[Data extracted from a collection]

━━━━━━━━

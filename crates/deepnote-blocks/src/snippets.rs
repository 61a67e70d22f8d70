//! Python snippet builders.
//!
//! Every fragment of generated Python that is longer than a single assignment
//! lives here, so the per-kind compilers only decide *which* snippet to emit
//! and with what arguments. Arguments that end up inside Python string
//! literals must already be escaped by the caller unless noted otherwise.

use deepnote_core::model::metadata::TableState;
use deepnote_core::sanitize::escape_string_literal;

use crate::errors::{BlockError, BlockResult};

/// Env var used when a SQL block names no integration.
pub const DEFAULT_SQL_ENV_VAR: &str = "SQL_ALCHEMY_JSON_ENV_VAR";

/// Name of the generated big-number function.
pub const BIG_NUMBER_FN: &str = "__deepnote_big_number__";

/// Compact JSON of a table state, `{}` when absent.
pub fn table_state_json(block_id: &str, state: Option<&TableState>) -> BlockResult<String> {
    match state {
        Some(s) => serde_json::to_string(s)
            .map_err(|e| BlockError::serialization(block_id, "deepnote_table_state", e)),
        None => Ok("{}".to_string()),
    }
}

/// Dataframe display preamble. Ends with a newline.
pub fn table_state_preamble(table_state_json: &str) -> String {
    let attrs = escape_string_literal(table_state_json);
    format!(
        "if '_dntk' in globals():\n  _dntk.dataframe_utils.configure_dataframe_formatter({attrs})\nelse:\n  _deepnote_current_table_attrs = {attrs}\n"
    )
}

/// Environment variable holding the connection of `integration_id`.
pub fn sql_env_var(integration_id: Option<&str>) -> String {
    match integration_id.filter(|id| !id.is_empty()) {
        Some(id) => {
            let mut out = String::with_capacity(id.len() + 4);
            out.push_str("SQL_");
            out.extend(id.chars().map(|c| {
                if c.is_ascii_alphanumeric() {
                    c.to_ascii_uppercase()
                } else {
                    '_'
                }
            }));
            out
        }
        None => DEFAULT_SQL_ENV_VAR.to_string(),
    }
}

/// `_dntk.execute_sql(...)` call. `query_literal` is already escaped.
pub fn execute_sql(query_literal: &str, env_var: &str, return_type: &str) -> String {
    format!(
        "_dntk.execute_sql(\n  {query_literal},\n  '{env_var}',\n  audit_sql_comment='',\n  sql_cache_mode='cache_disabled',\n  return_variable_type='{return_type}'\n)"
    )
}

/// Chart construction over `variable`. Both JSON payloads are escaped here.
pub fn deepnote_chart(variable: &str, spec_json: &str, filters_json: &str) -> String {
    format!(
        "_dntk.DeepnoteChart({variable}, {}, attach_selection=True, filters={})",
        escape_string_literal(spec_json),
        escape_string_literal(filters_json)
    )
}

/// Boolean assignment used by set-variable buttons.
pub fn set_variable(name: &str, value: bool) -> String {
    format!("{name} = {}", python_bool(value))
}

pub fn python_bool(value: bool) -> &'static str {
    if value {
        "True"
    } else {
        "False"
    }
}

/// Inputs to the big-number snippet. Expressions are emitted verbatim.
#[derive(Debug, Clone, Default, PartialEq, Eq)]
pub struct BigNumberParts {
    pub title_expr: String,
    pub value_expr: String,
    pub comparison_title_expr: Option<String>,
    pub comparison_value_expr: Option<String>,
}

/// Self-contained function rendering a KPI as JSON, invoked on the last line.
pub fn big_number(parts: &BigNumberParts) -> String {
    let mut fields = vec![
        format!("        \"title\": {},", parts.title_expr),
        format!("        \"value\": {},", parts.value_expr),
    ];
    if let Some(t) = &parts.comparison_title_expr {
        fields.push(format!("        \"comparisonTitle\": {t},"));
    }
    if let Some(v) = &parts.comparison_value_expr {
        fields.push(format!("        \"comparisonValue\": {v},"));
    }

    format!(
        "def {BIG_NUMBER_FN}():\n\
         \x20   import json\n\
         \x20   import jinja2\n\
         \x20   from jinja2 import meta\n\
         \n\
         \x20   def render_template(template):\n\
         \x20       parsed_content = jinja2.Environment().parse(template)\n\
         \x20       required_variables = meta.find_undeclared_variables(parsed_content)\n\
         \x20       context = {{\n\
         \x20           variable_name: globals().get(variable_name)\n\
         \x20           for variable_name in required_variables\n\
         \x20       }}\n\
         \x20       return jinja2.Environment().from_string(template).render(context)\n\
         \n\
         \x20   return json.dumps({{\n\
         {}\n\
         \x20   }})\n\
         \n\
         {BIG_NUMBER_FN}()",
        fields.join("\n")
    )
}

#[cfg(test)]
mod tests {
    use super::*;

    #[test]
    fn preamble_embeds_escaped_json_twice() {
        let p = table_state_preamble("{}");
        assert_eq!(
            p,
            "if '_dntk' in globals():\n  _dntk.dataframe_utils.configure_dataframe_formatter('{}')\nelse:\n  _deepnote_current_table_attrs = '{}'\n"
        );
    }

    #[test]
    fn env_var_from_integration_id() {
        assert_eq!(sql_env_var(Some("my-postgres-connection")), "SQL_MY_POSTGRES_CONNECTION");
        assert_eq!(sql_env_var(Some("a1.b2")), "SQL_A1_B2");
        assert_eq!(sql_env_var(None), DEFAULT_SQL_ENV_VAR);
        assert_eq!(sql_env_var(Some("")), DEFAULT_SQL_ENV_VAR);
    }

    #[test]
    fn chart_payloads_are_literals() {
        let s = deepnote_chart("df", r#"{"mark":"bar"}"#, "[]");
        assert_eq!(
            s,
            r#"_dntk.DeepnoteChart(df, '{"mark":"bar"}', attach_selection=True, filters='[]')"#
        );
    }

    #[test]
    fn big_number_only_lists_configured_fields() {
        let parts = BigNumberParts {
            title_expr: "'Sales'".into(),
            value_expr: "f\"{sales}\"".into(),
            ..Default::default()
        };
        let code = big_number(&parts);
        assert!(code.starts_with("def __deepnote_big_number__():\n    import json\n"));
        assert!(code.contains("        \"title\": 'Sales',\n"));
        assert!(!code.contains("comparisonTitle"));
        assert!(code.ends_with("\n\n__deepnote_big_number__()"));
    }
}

━━━━━━━━

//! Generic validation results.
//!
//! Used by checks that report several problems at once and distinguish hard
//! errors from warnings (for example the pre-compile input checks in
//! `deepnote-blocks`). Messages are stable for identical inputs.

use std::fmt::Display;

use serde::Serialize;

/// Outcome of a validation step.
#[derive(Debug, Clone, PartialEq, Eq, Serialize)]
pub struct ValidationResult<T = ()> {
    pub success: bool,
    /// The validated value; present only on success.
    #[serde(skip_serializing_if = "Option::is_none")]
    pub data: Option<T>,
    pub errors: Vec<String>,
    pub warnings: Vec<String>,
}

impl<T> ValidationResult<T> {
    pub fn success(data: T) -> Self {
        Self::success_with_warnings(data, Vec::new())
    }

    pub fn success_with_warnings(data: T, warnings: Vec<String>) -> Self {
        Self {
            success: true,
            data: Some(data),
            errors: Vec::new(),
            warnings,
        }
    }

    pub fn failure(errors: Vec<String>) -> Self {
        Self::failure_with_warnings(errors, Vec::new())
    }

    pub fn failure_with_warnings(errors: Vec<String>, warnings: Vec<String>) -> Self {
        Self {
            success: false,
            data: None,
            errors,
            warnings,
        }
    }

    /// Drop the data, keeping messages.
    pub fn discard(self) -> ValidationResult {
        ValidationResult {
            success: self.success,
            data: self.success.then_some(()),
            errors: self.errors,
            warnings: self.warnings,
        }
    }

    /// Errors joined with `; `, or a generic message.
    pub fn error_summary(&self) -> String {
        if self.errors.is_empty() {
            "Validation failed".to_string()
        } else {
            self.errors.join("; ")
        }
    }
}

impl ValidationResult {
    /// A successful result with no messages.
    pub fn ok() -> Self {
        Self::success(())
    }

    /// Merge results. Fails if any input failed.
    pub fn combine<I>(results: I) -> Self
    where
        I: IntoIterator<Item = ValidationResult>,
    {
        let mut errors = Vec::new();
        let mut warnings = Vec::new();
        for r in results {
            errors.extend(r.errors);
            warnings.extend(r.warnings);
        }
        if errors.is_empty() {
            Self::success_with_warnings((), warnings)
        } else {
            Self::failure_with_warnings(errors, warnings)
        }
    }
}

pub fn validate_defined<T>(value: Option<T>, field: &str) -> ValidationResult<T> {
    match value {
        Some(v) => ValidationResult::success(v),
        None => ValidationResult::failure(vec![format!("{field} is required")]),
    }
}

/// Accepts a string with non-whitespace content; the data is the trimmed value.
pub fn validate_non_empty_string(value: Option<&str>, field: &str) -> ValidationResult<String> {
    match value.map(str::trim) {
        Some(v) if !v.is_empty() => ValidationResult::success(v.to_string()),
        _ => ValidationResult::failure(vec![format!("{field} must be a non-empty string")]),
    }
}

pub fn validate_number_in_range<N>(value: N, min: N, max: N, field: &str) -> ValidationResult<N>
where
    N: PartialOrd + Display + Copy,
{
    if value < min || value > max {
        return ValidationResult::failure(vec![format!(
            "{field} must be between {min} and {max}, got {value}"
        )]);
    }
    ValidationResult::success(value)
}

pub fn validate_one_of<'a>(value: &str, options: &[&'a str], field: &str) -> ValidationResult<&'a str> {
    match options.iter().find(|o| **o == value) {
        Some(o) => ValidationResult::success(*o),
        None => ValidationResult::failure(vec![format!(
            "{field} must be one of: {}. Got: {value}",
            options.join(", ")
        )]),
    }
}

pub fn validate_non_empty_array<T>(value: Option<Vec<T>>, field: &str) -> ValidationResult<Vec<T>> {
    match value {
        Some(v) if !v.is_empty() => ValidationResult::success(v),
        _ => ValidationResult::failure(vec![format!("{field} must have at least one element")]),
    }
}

━━━━━━━━

Return every line of the preceding records in which the word "BlockResult" appears.

use crate::errors::{BlockError, BlockResult};
pub fn table_state_json(block_id: &str, state: Option<&TableState>) -> BlockResult<String> {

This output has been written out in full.